**Exercise:**
Below are the records; count the lines that include the string "parsed" and give only that number.

**Dataset records:**
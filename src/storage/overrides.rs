//! Environment overrides for workspace documents
//!
//! An override config maps workspace kind directories to actions:
//!
//! ```json
//! {
//!   "linkedService": [
//!     {
//!       "name": "MyLinkedService",
//!       "path": "$.properties.typeProperties.baseUrl",
//!       "value": "https://prod.example.com",
//!       "action": "update"
//!     }
//!   ]
//! }
//! ```
//!
//! `name` is the document file stem. Paths start at `$`, separate keys with
//! dots and use numeric segments to index arrays.

use std::fs::{self, OpenOptions};
use std::io::{BufWriter, Write};
use std::path::{Path, PathBuf};
use std::str::FromStr;

use fs2::FileExt;
use serde::Deserialize;
use serde_json::{Map, Value};
use thiserror::Error;

use super::workspace::WorkspaceDocument;
use crate::domain::ArtifactKind;

#[derive(Debug, Error)]
pub enum OverrideError {
    #[error("Failed to parse override config: {0}")]
    Parse(#[from] serde_json::Error),

    #[error("Override for {kind} is missing parameter '{field}'")]
    MissingParameter { kind: String, field: &'static str },

    #[error("Invalid path '{0}': expecting '$' as root")]
    InvalidRoot(String),

    #[error("Invalid action '{0}'")]
    InvalidAction(String),

    #[error("Path '{path}' does not exist in {}", file.display())]
    MissingPath { path: String, file: PathBuf },

    #[error("No {kind} document named {name}")]
    MissingTarget { kind: ArtifactKind, name: String },

    #[error("Failed to write {}: {source}", path.display())]
    Io {
        path: PathBuf,
        source: std::io::Error,
    },
}

/// Operation an action performs
#[derive(Debug, Clone, Copy, PartialEq, Eq)]
pub enum ActionKind {
    Update,
}

impl FromStr for ActionKind {
    type Err = OverrideError;

    fn from_str(s: &str) -> Result<Self, Self::Err> {
        match s {
            "update" => Ok(ActionKind::Update),
            other => Err(OverrideError::InvalidAction(other.to_string())),
        }
    }
}

/// A single override on one document
#[derive(Debug, Clone, PartialEq)]
pub struct Action {
    pub name: String,
    pub path: String,
    pub value: Value,
    pub action: ActionKind,
}

#[derive(Deserialize)]
struct RawAction {
    name: Option<String>,
    path: Option<String>,
    value: Option<Value>,
    action: Option<String>,
}

impl Action {
    fn from_raw(kind: &str, raw: RawAction) -> Result<Self, OverrideError> {
        let missing = |field| OverrideError::MissingParameter {
            kind: kind.to_string(),
            field,
        };

        let action = raw.action.ok_or_else(|| missing("action"))?.parse::<ActionKind>()?;
        let path = raw.path.ok_or_else(|| missing("path"))?;
        parse_path(&path)?;

        Ok(Self {
            name: raw.name.ok_or_else(|| missing("name"))?,
            path,
            value: raw.value.ok_or_else(|| missing("value"))?,
            action,
        })
    }
}

/// Record of an applied override
#[derive(Debug, Clone, PartialEq, serde::Serialize)]
pub struct AppliedOverride {
    pub kind: ArtifactKind,
    pub name: String,
    pub path: String,
    pub file: PathBuf,
}

/// Overrides grouped by workspace kind
#[derive(Debug, Clone, Default, PartialEq)]
pub struct OverrideTemplate {
    actions: Vec<(ArtifactKind, Vec<Action>)>,
}

impl OverrideTemplate {
    /// Parses an override config
    pub fn from_json(text: &str) -> Result<Self, OverrideError> {
        let raw: Map<String, Value> = serde_json::from_str(text)?;
        let mut actions = Vec::new();

        for kind in ArtifactKind::WORKSPACE {
            let Some(entries) = raw.get(kind.dir()) else {
                continue;
            };

            let entries: Vec<RawAction> = serde_json::from_value(entries.clone())?;
            let parsed = entries
                .into_iter()
                .map(|entry| Action::from_raw(kind.dir(), entry))
                .collect::<Result<Vec<_>, _>>()?;

            if !parsed.is_empty() {
                actions.push((kind, parsed));
            }
        }

        for key in raw.keys() {
            if !ArtifactKind::WORKSPACE.iter().any(|k| k.dir() == key) {
                tracing::warn!(key = %key, "ignoring overrides for unknown kind");
            }
        }

        Ok(Self { actions })
    }

    /// Reads an override config file
    pub fn load(path: &Path) -> Result<Self, OverrideError> {
        let text = fs::read_to_string(path).map_err(|source| OverrideError::Io {
            path: path.to_path_buf(),
            source,
        })?;
        Self::from_json(&text)
    }

    /// Returns the actions for one kind
    pub fn actions_for(&self, kind: ArtifactKind) -> &[Action] {
        self.actions
            .iter()
            .find(|(k, _)| *k == kind)
            .map(|(_, actions)| actions.as_slice())
            .unwrap_or_default()
    }

    /// Total number of actions
    pub fn len(&self) -> usize {
        self.actions.iter().map(|(_, a)| a.len()).sum()
    }

    pub fn is_empty(&self) -> bool {
        self.len() == 0
    }

    /// Applies every action to the matching documents
    ///
    /// Documents are matched by kind and file stem. Each change is returned
    /// in application order.
    pub fn apply(&self, documents: &mut [WorkspaceDocument]) -> Result<Vec<AppliedOverride>, OverrideError> {
        let mut applied = Vec::new();

        for (kind, actions) in &self.actions {
            for action in actions {
                let document = documents
                    .iter_mut()
                    .find(|d| d.kind == *kind && d.file_stem() == Some(action.name.as_str()))
                    .ok_or_else(|| OverrideError::MissingTarget {
                        kind: *kind,
                        name: action.name.clone(),
                    })?;

                match action.action {
                    ActionKind::Update => {
                        update_path(&mut document.value, &action.path, action.value.clone())
                            .map_err(|e| with_file(e, &document.path))?;
                    }
                }

                tracing::info!(kind = %kind, name = %action.name, path = %action.path, "applied override");
                applied.push(AppliedOverride {
                    kind: *kind,
                    name: action.name.clone(),
                    path: action.path.clone(),
                    file: document.path.clone(),
                });
            }
        }

        Ok(applied)
    }
}

fn with_file(err: OverrideError, file: &Path) -> OverrideError {
    match err {
        OverrideError::MissingPath { path, .. } => OverrideError::MissingPath {
            path,
            file: file.to_path_buf(),
        },
        other => other,
    }
}

/// Splits a `$`-rooted dot path into segments
fn parse_path(path: &str) -> Result<Vec<&str>, OverrideError> {
    let mut segments = path.split('.');
    if segments.next() != Some("$") {
        return Err(OverrideError::InvalidRoot(path.to_string()));
    }
    Ok(segments.collect())
}

fn child_mut<'a>(value: &'a mut Value, segment: &str) -> Option<&'a mut Value> {
    match value {
        Value::Object(map) => map.get_mut(segment),
        Value::Array(items) => segment.parse::<usize>().ok().and_then(|i| items.get_mut(i)),
        _ => None,
    }
}

/// Reads the value at a dot path
pub fn lookup_path<'a>(root: &'a Value, path: &str) -> Result<&'a Value, OverrideError> {
    let missing = || OverrideError::MissingPath {
        path: path.to_string(),
        file: PathBuf::new(),
    };

    parse_path(path)?
        .into_iter()
        .try_fold(root, |value, segment| match value {
            Value::Object(map) => map.get(segment),
            Value::Array(items) => segment.parse::<usize>().ok().and_then(|i| items.get(i)),
            _ => None,
        })
        .ok_or_else(missing)
}

/// Sets the value at a dot path
///
/// Intermediate segments must exist. The last segment may add a new key to
/// an object but must index an existing array element.
pub fn update_path(root: &mut Value, path: &str, new_value: Value) -> Result<(), OverrideError> {
    let missing = || OverrideError::MissingPath {
        path: path.to_string(),
        file: PathBuf::new(),
    };

    let segments = parse_path(path)?;
    let (last, parents) = segments.split_last().ok_or_else(missing)?;

    let mut target = root;
    for segment in parents {
        target = child_mut(target, segment).ok_or_else(missing)?;
    }

    match target {
        Value::Object(map) => {
            map.insert((*last).to_string(), new_value);
        }
        Value::Array(items) => {
            let slot = last
                .parse::<usize>()
                .ok()
                .and_then(|i| items.get_mut(i))
                .ok_or_else(missing)?;
            *slot = new_value;
        }
        _ => return Err(missing()),
    }

    Ok(())
}

fn io_error(path: &Path) -> impl FnOnce(std::io::Error) -> OverrideError + '_ {
    move |source| OverrideError::Io {
        path: path.to_path_buf(),
        source,
    }
}

/// Writes a document back to its file atomically
pub fn write_document(document: &WorkspaceDocument) -> Result<(), OverrideError> {
    let temp_path = document.path.with_extension("json.tmp");

    {
        let file = OpenOptions::new()
            .write(true)
            .create(true)
            .truncate(true)
            .open(&temp_path)
            .map_err(io_error(&temp_path))?;

        // Exclusive lock while the new content is written
        file.lock_exclusive().map_err(io_error(&temp_path))?;

        let mut writer = BufWriter::new(&file);
        serde_json::to_writer_pretty(&mut writer, &document.value)?;
        writeln!(writer).map_err(io_error(&temp_path))?;
        writer.flush().map_err(io_error(&temp_path))?;
    }

    fs::rename(&temp_path, &document.path).map_err(io_error(&document.path))?;
    Ok(())
}

#[cfg(test)]
mod tests {
    use super::*;
    use crate::storage::WorkspaceSource;
    use serde_json::json;
    use tempfile::TempDir;

    const CONFIG: &str = r#"{
        "linkedService": [{
            "name": "MyLinkedService",
            "path": "$.properties.typeProperties.baseUrl",
            "value": "https://__MYTAG__.com",
            "action": "update"
        }]
    }"#;

    fn example() -> Value {
        json!({
            "name": "MyLinkedService",
            "properties": {
                "typeProperties": {"baseUrl": "https://dummy.fake"},
                "annotations": [{"type": "tag", "name": "MyAnnotation"}]
            }
        })
    }

    fn workspace_with_example() -> TempDir {
        let dir = TempDir::new().unwrap();
        let ls = dir.path().join("linkedService");
        fs::create_dir_all(&ls).unwrap();
        fs::write(ls.join("MyLinkedService.json"), example().to_string()).unwrap();
        dir
    }

    #[test]
    fn parses_config() {
        let template = OverrideTemplate::from_json(CONFIG).unwrap();
        assert_eq!(template.len(), 1);

        let actions = template.actions_for(ArtifactKind::LinkedService);
        assert_eq!(actions[0].name, "MyLinkedService");
        assert_eq!(actions[0].action, ActionKind::Update);
        assert!(template.actions_for(ArtifactKind::Pipeline).is_empty());
    }

    #[test]
    fn missing_parameter_is_rejected() {
        let config = r#"{"dataset": [{"name": "D", "path": "$.properties.type", "action": "update"}]}"#;
        let err = OverrideTemplate::from_json(config).unwrap_err();
        assert!(matches!(err, OverrideError::MissingParameter { field: "value", .. }));
    }

    #[test]
    fn unknown_action_is_rejected() {
        let config = r#"{"dataset": [{"name": "D", "path": "$.a", "value": 1, "action": "delete"}]}"#;
        let err = OverrideTemplate::from_json(config).unwrap_err();
        assert!(matches!(err, OverrideError::InvalidAction(ref a) if a == "delete"));
    }

    #[test]
    fn path_must_start_at_root() {
        assert!(matches!(
            parse_path("$properties.typeProperties.baseUrl"),
            Err(OverrideError::InvalidRoot(_))
        ));
        assert_eq!(
            parse_path("$.properties.typeProperties.0.annotations.name").unwrap(),
            vec!["properties", "typeProperties", "0", "annotations", "name"]
        );
    }

    #[test]
    fn update_object_and_array_paths() {
        let mut target = example();

        update_path(&mut target, "$.properties.typeProperties.baseUrl", json!("https://superdummy.fake.com")).unwrap();
        assert_eq!(
            lookup_path(&target, "$.properties.typeProperties.baseUrl").unwrap(),
            "https://superdummy.fake.com"
        );

        update_path(&mut target, "$.properties.annotations.0.name", json!("MyNewAnnotationTag")).unwrap();
        assert_eq!(target["properties"]["annotations"][0]["name"], "MyNewAnnotationTag");
    }

    #[test]
    fn update_missing_intermediate_fails() {
        let mut target = example();
        let err = update_path(&mut target, "$.properties.nope.baseUrl", json!(1)).unwrap_err();
        assert!(matches!(err, OverrideError::MissingPath { .. }));

        let err = update_path(&mut target, "$.properties.annotations.5", json!(1)).unwrap_err();
        assert!(matches!(err, OverrideError::MissingPath { .. }));
    }

    #[test]
    fn apply_to_documents() {
        let dir = workspace_with_example();
        let mut documents = WorkspaceSource::new(dir.path()).documents().unwrap();

        let template = OverrideTemplate::from_json(CONFIG).unwrap();
        let applied = template.apply(&mut documents).unwrap();

        assert_eq!(applied.len(), 1);
        assert_eq!(
            documents[0].value["properties"]["typeProperties"]["baseUrl"],
            "https://__MYTAG__.com"
        );
        // Untouched keys survive
        assert_eq!(documents[0].value["properties"]["annotations"][0]["name"], "MyAnnotation");
    }

    #[test]
    fn apply_requires_target_document() {
        let dir = TempDir::new().unwrap();
        let mut documents = WorkspaceSource::new(dir.path()).documents().unwrap();

        let err = OverrideTemplate::from_json(CONFIG)
            .unwrap()
            .apply(&mut documents)
            .unwrap_err();
        assert!(matches!(err, OverrideError::MissingTarget { .. }));
    }

    #[test]
    fn write_document_in_place() {
        let dir = workspace_with_example();
        let mut documents = WorkspaceSource::new(dir.path()).documents().unwrap();
        OverrideTemplate::from_json(CONFIG)
            .unwrap()
            .apply(&mut documents)
            .unwrap();

        write_document(&documents[0]).unwrap();

        let reread = WorkspaceSource::new(dir.path()).documents().unwrap();
        assert_eq!(reread[0].value, documents[0].value);
        assert!(!documents[0].path.with_extension("json.tmp").exists());
    }
}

**Answer to the problem:**
3